▸ **Exercise requirements**: Before answering, work out how many lines below contain the string "OutputDecoder"; the reply is that number alone.

▸ **Data**:
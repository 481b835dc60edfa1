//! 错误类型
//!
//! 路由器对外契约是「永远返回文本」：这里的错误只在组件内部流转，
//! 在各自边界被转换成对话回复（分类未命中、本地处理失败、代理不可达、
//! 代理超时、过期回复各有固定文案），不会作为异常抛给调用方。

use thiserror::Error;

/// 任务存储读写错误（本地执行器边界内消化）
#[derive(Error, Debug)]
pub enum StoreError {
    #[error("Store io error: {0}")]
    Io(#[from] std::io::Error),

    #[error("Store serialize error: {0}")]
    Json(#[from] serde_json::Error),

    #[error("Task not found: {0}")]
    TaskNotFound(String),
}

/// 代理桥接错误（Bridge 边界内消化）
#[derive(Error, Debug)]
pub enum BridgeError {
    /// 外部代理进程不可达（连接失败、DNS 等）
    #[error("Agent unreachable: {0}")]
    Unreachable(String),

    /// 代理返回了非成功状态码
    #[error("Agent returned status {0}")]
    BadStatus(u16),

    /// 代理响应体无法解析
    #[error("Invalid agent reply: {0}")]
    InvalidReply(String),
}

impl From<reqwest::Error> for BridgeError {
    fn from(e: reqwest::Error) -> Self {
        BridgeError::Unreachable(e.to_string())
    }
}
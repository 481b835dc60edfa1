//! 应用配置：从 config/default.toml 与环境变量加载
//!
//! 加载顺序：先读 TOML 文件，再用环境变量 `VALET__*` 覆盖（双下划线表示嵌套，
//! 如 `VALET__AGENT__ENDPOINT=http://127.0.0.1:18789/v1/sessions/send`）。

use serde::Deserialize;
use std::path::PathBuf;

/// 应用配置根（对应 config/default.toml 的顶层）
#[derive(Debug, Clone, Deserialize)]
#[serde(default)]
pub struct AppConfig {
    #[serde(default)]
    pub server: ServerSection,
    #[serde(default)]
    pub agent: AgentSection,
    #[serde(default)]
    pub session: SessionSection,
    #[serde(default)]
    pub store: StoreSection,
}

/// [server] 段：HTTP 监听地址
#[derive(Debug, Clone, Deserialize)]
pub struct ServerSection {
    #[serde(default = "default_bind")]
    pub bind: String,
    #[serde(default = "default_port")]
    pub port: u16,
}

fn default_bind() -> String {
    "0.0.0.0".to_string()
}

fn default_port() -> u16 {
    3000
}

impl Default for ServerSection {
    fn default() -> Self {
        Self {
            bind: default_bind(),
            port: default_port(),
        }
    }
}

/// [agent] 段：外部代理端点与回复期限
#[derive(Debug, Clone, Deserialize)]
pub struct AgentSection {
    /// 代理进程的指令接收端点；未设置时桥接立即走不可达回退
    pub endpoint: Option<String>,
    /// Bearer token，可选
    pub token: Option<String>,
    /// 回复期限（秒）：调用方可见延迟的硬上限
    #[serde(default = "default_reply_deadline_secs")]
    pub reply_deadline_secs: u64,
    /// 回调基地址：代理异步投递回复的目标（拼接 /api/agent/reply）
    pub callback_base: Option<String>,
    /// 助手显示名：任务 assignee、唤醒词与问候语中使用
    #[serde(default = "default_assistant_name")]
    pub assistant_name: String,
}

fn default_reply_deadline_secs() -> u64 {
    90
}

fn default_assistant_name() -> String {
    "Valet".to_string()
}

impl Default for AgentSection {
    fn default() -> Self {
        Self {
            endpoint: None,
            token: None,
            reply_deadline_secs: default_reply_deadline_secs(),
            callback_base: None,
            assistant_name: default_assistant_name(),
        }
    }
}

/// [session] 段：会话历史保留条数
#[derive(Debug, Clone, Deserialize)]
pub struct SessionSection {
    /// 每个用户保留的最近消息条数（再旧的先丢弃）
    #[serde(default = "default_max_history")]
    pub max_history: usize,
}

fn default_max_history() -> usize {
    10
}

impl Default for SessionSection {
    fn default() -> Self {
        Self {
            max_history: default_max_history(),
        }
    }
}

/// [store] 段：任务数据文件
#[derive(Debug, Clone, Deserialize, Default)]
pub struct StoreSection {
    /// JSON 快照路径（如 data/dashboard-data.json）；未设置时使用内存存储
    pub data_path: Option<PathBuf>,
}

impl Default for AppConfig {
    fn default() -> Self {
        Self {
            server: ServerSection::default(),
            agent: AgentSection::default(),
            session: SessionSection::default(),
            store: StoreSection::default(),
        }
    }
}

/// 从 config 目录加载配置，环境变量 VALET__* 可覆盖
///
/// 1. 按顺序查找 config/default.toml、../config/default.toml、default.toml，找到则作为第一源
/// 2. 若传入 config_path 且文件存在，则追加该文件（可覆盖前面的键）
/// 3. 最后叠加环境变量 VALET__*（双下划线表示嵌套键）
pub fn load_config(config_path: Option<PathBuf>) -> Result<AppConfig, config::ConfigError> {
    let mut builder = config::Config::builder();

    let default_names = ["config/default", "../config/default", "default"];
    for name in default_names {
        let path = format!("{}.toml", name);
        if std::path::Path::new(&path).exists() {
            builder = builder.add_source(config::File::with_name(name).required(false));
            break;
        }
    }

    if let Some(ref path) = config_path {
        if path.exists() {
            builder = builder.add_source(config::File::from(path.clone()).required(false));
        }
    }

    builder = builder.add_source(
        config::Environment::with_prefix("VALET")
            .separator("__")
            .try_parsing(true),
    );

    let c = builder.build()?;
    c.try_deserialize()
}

==

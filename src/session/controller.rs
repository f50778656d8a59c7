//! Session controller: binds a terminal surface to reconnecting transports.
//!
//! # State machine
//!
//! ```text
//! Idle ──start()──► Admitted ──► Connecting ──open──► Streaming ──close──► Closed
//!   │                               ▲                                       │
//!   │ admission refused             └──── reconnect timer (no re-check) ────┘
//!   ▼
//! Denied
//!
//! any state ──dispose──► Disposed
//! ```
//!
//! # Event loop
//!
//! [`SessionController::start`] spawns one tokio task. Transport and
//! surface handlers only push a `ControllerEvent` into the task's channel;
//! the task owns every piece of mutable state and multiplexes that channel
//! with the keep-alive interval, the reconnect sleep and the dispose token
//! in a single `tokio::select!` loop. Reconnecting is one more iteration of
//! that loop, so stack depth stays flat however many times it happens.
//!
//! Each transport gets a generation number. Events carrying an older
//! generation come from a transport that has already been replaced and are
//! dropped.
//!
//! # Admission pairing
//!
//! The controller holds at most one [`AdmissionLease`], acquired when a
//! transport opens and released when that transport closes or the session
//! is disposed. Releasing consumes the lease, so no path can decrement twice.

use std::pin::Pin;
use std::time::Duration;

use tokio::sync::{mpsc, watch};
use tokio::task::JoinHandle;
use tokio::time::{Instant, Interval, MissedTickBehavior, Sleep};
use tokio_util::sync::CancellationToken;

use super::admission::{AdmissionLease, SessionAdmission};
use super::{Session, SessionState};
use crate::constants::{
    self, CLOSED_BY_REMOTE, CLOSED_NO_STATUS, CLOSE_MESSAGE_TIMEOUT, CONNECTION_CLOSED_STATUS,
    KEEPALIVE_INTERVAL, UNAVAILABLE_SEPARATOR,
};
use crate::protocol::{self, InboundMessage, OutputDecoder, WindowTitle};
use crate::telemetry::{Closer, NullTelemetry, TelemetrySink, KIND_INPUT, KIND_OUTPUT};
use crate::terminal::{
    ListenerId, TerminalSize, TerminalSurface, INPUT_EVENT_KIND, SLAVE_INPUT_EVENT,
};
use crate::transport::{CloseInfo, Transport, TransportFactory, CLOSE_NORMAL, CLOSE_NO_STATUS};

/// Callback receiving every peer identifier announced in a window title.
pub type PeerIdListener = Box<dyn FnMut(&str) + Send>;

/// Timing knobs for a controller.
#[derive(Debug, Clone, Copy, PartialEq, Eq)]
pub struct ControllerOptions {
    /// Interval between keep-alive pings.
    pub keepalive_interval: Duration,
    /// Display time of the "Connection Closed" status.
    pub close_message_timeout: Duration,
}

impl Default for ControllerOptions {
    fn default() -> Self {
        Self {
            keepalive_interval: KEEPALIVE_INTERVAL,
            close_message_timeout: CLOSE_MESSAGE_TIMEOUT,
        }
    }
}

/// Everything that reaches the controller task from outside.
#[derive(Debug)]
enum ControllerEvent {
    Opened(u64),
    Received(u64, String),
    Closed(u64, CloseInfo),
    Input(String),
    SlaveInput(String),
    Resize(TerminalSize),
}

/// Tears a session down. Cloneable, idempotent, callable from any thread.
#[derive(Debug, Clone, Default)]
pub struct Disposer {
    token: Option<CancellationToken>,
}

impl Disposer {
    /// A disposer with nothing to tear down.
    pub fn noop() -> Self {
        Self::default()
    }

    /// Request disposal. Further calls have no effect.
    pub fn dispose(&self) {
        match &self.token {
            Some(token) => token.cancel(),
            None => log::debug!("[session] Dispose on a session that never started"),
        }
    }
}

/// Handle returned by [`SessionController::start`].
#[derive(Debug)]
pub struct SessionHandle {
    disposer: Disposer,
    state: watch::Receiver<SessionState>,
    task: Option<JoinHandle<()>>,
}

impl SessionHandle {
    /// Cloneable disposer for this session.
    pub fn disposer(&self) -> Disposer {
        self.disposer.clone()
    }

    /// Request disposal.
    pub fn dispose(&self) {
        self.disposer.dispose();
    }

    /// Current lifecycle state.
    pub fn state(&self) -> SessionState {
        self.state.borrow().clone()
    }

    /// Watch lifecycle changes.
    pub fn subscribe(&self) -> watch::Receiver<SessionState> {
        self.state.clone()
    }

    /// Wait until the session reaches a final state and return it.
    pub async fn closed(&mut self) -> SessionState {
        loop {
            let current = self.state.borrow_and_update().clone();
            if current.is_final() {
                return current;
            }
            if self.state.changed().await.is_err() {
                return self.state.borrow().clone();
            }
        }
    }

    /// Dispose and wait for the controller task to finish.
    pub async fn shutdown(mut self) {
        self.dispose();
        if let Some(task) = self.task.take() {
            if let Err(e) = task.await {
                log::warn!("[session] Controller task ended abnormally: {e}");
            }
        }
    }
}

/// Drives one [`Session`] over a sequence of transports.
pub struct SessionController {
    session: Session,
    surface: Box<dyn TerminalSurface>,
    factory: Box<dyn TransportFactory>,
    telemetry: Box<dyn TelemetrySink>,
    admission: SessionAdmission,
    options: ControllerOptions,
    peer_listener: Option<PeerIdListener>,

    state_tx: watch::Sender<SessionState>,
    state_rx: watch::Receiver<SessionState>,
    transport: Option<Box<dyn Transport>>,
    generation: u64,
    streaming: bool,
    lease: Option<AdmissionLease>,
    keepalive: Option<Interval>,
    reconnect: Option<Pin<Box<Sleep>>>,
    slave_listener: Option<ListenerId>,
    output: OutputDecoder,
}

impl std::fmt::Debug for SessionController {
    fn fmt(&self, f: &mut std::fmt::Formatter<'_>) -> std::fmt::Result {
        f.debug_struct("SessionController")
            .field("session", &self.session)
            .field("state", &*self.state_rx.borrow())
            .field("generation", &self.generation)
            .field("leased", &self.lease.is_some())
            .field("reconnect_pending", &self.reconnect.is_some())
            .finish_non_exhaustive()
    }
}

▸ **Task solution**: 2